Wherever the word "steps" appears in the entries, copy the whole line.

The data |
#####

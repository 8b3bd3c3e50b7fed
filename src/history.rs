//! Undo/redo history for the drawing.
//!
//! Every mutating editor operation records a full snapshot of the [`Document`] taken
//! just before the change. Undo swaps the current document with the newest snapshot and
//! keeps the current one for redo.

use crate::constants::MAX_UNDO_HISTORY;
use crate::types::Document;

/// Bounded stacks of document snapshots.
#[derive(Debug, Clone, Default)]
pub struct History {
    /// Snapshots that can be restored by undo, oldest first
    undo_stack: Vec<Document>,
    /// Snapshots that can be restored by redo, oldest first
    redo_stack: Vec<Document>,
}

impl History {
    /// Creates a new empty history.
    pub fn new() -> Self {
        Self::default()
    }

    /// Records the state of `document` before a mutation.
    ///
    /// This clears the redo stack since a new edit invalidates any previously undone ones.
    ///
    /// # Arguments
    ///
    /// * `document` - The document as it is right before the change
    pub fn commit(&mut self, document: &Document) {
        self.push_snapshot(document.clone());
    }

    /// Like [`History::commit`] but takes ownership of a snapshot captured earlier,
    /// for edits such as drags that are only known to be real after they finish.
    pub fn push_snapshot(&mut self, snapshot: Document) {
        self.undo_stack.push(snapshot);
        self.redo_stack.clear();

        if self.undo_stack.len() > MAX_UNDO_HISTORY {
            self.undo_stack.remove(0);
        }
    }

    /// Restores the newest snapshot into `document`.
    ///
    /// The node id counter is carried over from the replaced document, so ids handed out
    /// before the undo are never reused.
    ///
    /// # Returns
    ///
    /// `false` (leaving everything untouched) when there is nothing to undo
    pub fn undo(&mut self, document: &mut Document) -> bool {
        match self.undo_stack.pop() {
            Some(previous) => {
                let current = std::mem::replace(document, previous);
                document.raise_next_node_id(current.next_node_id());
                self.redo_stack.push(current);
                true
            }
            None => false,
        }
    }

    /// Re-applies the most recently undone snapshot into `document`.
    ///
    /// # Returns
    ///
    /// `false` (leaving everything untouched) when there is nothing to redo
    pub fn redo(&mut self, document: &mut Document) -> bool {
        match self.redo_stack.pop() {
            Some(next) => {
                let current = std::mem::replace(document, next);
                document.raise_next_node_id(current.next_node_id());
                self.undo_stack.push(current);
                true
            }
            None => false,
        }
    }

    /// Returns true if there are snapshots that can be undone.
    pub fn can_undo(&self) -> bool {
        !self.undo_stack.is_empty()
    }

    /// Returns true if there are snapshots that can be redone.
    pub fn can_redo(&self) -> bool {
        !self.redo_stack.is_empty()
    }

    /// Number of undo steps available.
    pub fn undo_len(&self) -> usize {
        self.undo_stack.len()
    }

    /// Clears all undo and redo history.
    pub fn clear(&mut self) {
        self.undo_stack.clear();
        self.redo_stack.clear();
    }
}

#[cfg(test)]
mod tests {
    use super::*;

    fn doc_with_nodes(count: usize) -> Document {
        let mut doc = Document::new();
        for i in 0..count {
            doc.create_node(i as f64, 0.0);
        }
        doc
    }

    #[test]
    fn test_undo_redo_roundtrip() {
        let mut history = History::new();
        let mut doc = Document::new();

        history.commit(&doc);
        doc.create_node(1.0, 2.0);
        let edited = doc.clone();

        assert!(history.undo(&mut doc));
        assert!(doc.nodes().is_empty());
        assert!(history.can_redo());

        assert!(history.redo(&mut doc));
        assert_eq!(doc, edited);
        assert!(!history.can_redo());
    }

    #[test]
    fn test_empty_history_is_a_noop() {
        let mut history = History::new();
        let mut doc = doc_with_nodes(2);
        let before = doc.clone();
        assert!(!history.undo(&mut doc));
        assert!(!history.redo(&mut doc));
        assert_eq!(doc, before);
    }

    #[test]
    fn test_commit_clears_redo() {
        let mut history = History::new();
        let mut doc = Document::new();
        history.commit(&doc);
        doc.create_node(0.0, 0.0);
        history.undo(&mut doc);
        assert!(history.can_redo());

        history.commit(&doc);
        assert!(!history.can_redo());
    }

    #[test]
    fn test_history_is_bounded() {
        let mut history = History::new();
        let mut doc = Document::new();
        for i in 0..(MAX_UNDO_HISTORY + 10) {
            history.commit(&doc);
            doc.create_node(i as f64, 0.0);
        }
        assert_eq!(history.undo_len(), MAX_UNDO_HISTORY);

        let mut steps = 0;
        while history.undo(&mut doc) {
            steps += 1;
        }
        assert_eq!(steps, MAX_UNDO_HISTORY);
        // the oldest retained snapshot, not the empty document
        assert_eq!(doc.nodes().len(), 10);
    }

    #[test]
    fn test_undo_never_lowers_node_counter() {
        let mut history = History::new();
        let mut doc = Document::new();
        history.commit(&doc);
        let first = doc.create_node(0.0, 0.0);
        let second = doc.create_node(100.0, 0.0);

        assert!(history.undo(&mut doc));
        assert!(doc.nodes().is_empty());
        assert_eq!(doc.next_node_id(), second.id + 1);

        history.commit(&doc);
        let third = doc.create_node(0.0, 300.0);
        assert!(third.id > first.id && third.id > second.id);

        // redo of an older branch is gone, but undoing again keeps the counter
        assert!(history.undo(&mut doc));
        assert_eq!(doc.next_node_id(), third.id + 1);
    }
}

#####

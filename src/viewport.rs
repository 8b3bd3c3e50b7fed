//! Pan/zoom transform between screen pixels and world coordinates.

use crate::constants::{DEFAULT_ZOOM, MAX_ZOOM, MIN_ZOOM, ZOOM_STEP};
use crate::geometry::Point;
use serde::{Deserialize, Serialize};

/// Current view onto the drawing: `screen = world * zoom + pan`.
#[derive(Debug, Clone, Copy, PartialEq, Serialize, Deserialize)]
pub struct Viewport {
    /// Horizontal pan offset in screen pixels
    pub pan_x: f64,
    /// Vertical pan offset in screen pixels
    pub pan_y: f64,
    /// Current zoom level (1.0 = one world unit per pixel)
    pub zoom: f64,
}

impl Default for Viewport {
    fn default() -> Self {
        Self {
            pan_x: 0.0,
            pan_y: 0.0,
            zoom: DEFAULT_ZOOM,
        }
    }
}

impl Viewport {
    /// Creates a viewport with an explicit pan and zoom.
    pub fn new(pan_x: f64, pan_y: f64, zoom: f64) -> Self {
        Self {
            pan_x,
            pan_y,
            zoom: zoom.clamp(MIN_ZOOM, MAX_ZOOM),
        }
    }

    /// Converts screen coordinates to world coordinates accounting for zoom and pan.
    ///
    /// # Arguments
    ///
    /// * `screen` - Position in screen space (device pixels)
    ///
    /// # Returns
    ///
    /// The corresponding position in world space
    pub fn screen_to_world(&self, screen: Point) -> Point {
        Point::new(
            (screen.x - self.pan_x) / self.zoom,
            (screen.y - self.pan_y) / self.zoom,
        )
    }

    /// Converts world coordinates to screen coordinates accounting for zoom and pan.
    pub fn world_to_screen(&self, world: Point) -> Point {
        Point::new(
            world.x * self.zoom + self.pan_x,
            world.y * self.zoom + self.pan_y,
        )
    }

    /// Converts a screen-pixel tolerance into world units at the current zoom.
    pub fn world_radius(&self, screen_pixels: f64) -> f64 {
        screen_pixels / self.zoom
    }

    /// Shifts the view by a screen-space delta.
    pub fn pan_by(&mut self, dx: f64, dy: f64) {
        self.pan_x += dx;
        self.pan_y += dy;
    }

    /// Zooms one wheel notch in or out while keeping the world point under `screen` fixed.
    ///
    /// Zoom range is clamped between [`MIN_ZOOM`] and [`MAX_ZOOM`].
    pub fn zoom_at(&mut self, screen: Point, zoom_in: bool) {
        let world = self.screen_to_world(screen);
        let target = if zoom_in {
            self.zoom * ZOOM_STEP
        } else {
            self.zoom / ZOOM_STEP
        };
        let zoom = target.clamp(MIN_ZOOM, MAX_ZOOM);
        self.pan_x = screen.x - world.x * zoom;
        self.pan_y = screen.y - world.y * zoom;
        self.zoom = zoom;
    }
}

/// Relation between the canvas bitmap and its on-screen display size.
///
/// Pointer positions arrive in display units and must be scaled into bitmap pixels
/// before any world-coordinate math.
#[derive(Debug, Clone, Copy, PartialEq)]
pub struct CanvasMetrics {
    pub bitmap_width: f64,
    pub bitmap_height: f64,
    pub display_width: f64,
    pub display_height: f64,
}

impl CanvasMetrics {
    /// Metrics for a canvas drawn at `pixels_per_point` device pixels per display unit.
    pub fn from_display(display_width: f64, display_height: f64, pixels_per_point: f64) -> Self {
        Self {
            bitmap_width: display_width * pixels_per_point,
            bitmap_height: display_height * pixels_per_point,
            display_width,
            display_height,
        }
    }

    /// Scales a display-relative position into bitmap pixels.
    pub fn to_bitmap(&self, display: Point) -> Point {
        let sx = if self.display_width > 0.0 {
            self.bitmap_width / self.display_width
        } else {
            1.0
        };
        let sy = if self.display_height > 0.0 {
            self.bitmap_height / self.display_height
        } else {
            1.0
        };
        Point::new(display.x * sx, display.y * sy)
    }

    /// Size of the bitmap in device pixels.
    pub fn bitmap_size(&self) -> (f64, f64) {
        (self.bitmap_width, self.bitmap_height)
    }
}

#####

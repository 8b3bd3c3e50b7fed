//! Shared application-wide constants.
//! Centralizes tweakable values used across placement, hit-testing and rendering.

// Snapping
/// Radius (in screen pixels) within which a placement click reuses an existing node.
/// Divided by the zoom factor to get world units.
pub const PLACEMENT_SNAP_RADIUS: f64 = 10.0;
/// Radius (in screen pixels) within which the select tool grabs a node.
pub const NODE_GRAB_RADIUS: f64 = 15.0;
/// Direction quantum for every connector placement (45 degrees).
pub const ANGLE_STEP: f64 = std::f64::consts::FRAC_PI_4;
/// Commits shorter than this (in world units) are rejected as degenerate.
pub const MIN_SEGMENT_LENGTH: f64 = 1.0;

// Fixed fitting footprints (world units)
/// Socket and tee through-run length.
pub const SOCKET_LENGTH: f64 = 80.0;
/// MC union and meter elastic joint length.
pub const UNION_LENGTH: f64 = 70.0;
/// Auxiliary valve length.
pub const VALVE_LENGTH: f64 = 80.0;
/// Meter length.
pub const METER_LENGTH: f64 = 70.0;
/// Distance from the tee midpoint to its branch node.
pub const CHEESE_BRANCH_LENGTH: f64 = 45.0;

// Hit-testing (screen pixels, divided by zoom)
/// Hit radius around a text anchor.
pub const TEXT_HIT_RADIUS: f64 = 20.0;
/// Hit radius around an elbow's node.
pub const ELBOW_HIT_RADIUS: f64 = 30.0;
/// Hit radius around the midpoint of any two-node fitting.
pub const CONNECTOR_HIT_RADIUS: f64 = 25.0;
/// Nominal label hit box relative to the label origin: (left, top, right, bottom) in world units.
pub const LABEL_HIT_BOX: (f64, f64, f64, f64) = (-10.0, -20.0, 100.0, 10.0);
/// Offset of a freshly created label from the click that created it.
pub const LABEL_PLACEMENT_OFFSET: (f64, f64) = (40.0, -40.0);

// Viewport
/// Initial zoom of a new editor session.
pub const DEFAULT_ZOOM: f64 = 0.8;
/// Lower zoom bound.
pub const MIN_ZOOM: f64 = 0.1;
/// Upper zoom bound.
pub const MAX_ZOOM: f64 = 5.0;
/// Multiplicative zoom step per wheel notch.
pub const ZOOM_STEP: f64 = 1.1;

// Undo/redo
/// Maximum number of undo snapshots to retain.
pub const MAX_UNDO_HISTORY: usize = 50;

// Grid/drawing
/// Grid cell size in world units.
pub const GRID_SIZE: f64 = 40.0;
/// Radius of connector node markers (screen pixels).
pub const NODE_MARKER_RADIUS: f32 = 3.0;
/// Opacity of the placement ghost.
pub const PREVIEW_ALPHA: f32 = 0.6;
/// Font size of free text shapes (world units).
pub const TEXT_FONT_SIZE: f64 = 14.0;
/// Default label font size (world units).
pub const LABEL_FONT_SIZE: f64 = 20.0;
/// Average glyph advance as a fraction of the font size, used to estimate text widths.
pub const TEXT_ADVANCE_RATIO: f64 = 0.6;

#####

Output |
    /// Number of undo steps available.
        let mut steps = 0;
            steps += 1;
        assert_eq!(steps, MAX_UNDO_HISTORY);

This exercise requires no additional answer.